(Stored data)
>>
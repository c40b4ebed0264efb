//! Core gateway protocol service implementation

use std::{
    future::Future,
    pin::Pin,
    sync::Arc,
    task::{Context, Poll},
};

use serde_json::Value;
use tower_service::Service;

use crate::{
    codec::{Codec, SseCodec},
    protocol::{chat::THREAD_ID_HEADER, error::AgentError, operation::AgentOperation},
    service::{AgentRequest, AgentResponse, StreamingResponse},
    transport::{Transport, TransportRequest, TransportResponse},
};

/// Core protocol service that wraps a transport
///
/// This service implements the Tower `Service` trait and executes gateway
/// operations over any transport. The codec picks the binding: JSON-RPC for
/// A2A agents, plain JSON for chat completions and discovery documents.
pub struct AgentProtocolService<T> {
    transport: T,
    codec: Arc<dyn Codec>,
}

impl<T> AgentProtocolService<T>
where
    T: Transport,
{
    /// Create a new protocol service
    ///
    /// # Arguments
    ///
    /// * `transport` - The underlying transport implementation
    /// * `codec` - The codec for serialization/deserialization
    pub fn new(transport: T, codec: Arc<dyn Codec>) -> Self {
        Self { transport, codec }
    }

    /// Build a transport request from an operation
    fn build_transport_request(
        req: &AgentRequest,
        codec: &dyn Codec,
    ) -> Result<TransportRequest, AgentError> {
        let operation = &req.operation;
        let mut transport_req = TransportRequest::new(operation.endpoint(), operation.method());

        let body = codec.encode_request(operation)?;
        if !body.is_empty() {
            transport_req = transport_req
                .header("Content-Type", codec.content_type())
                .body(body);
        }

        let accept = if operation.is_streaming() {
            "text/event-stream"
        } else {
            "application/json"
        };
        transport_req = transport_req.header("Accept", accept);

        if let Some(auth) = &req.context.auth {
            let (header, value) = auth.to_header();
            transport_req = transport_req.header(header, value);
        }

        for (key, value) in &req.context.metadata {
            transport_req = transport_req.header(key.clone(), value.clone());
        }

        Ok(transport_req)
    }

    /// Parse a buffered transport response
    fn parse_transport_response(
        transport_resp: TransportResponse,
        codec: &dyn Codec,
        operation: &AgentOperation,
        url: &str,
    ) -> Result<AgentResponse, AgentError> {
        if !transport_resp.is_success() {
            return Err(Self::handle_error_response(&transport_resp, url));
        }

        let response = codec.decode_response(&transport_resp.body, operation)?;

        Ok(match response {
            AgentResponse::ChatCompletion(mut completion) => {
                completion.thread_id = transport_resp.headers.get(THREAD_ID_HEADER).cloned();
                AgentResponse::ChatCompletion(completion)
            }
            other => other,
        })
    }

    /// Map a non-2xx response to an error
    ///
    /// The gateway reports errors as `{"error": {"message", "code"}}`,
    /// `{"error": "..."}` or `{"message": "..."}`.
    fn handle_error_response(transport_resp: &TransportResponse, url: &str) -> AgentError {
        let json = serde_json::from_slice::<Value>(&transport_resp.body).ok();

        let message = json
            .as_ref()
            .and_then(|json| {
                json.pointer("/error/message")
                    .or_else(|| json.get("error").filter(|e| e.is_string()))
                    .or_else(|| json.get("message"))
            })
            .and_then(Value::as_str)
            .map(str::to_string);

        let code = json
            .as_ref()
            .and_then(|json| json.pointer("/error/code"))
            .and_then(Value::as_i64);

        let status = transport_resp.status;
        match (status, code, message) {
            (401 | 403, _, message) => {
                AgentError::Auth(message.unwrap_or_else(|| format!("HTTP {}", status)))
            }
            (404, _, _) => AgentError::AgentNotFound {
                url: url.to_string(),
            },
            (429, _, _) => AgentError::RateLimitExceeded,
            (_, Some(code), Some(message)) => AgentError::JsonRpc { code, message },
            (_, _, Some(message)) => AgentError::Transport(format!("HTTP {}: {}", status, message)),
            (_, _, None) => AgentError::Transport(format!("HTTP error: {}", status)),
        }
    }

    async fn execute(
        transport: T,
        codec: Arc<dyn Codec>,
        req: AgentRequest,
    ) -> Result<AgentResponse, AgentError> {
        let transport_req = Self::build_transport_request(&req, codec.as_ref())?;
        let url = transport.url_for(&transport_req.endpoint);

        tracing::debug!(operation = req.operation.name(), %url, "executing operation");

        if !req.operation.is_streaming() {
            let transport_resp = transport.execute(transport_req).await?;
            return Self::parse_transport_response(
                transport_resp,
                codec.as_ref(),
                &req.operation,
                &url,
            );
        }

        let transport_resp = transport.execute_streaming(transport_req).await?;
        if !transport_resp.is_success() {
            let buffered = transport_resp.into_buffered().await?;
            return Err(Self::handle_error_response(&buffered, &url));
        }

        let thread_id = transport_resp.headers.get(THREAD_ID_HEADER).cloned();
        let events = SseCodec::new().parse_stream(transport_resp.body, codec);

        Ok(AgentResponse::Stream(
            StreamingResponse::new(events).with_thread_id(thread_id),
        ))
    }
}

impl<T> Service<AgentRequest> for AgentProtocolService<T>
where
    T: Transport + Clone,
{
    type Response = AgentResponse;
    type Error = AgentError;
    type Future = Pin<Box<dyn Future<Output = Result<Self::Response, Self::Error>> + Send>>;

    fn poll_ready(&mut self, cx: &mut Context<'_>) -> Poll<Result<(), Self::Error>> {
        self.transport.poll_ready(cx)
    }

    fn call(&mut self, req: AgentRequest) -> Self::Future {
        let transport = self.transport.clone();
        let codec = self.codec.clone();

        Box::pin(Self::execute(transport, codec, req))
    }
}

impl<T> Clone for AgentProtocolService<T>
where
    T: Clone,
{
    fn clone(&self) -> Self {
        Self {
            transport: self.transport.clone(),
            codec: self.codec.clone(),
        }
    }
}
//! Proxies for A2A agents exposed by the gateway

use std::sync::{Arc, Mutex};

use async_trait::async_trait;
use futures::StreamExt;
use url::Url;

use crate::{
    agent::{Agent, AgentRunResponse, ResponseStream, ResponseUpdate},
    client::{AgentClient, AgentClientBuilder, AgentService},
    config::{GenerationParams, RemoteAgentConfig},
    protocol::{
        agent::AgentCard,
        error::AgentError,
        message::{ChatMessage, Message},
    },
    transport::{HttpTransport, Transport},
};

/// Metadata key the gateway reads generation parameters from
const MODEL_PARAMS_KEY: &str = "modelParams";

/// A local handle to an A2A agent
///
/// Messages are sent as JSON-RPC `message/send` or `message/stream` to the
/// agent's invocation URL. The context id of the last response is attached
/// to the next message so the agent keeps the conversation.
pub struct RemoteAgent {
    client: AgentClient<AgentService>,
    name: String,
    description: Option<String>,
    url: Url,
    params: GenerationParams,
    context_id: Arc<Mutex<Option<String>>>,
}

impl RemoteAgent {
    /// Create a proxy for the configured invocation URL
    ///
    /// # Errors
    ///
    /// Returns an error if the HTTP client cannot be built
    pub fn new(config: RemoteAgentConfig) -> Result<Self, AgentError> {
        let transport = HttpTransport::with_timeout(config.url.clone(), config.timeout)?;
        Self::with_transport(config, transport)
    }

    /// Create a proxy for the agent a card describes
    pub fn from_card(card: &AgentCard) -> Result<Self, AgentError> {
        Self::new(RemoteAgentConfig::from_card(card))
    }

    /// Create a proxy over an existing transport
    ///
    /// The transport's base URL must be the invocation URL.
    pub fn with_transport<T: Transport>(
        config: RemoteAgentConfig,
        transport: T,
    ) -> Result<Self, AgentError> {
        let client = AgentClientBuilder::new(config.url.clone())
            .with_transport(transport)
            .with_credential_provider(config.credential.into_provider())
            .with_timeout(config.timeout)
            .build()?;

        Ok(Self {
            client,
            name: config.name,
            description: config.description,
            url: config.url,
            params: config.params,
            context_id: Arc::new(Mutex::new(None)),
        })
    }

    pub fn url(&self) -> &Url {
        &self.url
    }

    /// Context id of the conversation with the agent
    pub fn context_id(&self) -> Option<String> {
        self.context_id
            .lock()
            .ok()
            .and_then(|context| context.clone())
    }

    fn message(&self, message: &ChatMessage) -> Message {
        let mut outgoing = Message::user(message.text()).with_message_id(message.id());

        if let Some(context_id) = self.context_id() {
            outgoing = outgoing.with_context_id(context_id);
        }
        if let Some(params) = self.params.to_model_params() {
            outgoing = outgoing.with_metadata(MODEL_PARAMS_KEY, params);
        }

        outgoing
    }
}

fn remember(slot: &Mutex<Option<String>>, context_id: Option<&str>) {
    if let (Some(context_id), Ok(mut current)) = (context_id, slot.lock()) {
        *current = Some(context_id.to_string());
    }
}

#[async_trait]
impl Agent for RemoteAgent {
    fn name(&self) -> &str {
        &self.name
    }

    fn description(&self) -> Option<&str> {
        self.description.as_deref()
    }

    async fn run(&mut self, message: ChatMessage) -> Result<AgentRunResponse, AgentError> {
        let outgoing = self.message(&message);
        let result = self.client.send_message(outgoing).await?.ensure_success()?;

        remember(&self.context_id, result.context_id());

        let text = result.text();
        if text.is_empty() {
            return Err(AgentError::EmptyResponse);
        }

        Ok(AgentRunResponse::new(ChatMessage::assistant(text))
            .with_context_id(result.context_id().map(str::to_string))
            .with_task_id(result.task_id().map(str::to_string))
            .with_usage(result.usage()))
    }

    async fn run_stream(&mut self, message: ChatMessage) -> Result<ResponseStream, AgentError> {
        let outgoing = self.message(&message);
        let response = self.client.send_message_streaming(outgoing).await?;

        let context = self.context_id.clone();
        let updates = response.events.map(move |event| {
            let event = event?;
            if let Some(failure) = event.failure() {
                return Err(failure);
            }
            remember(&context, event.context_id());
            Ok(ResponseUpdate::from_event(event))
        });

        Ok(Box::pin(updates))
    }
}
<<
## TASK PROMPT
Copy out all lines above that include the string "AgentOperation".

## SOLUTION FOR THIS EXERCISE
    protocol::{chat::THREAD_ID_HEADER, error::AgentError, operation::AgentOperation},
        operation: &AgentOperation,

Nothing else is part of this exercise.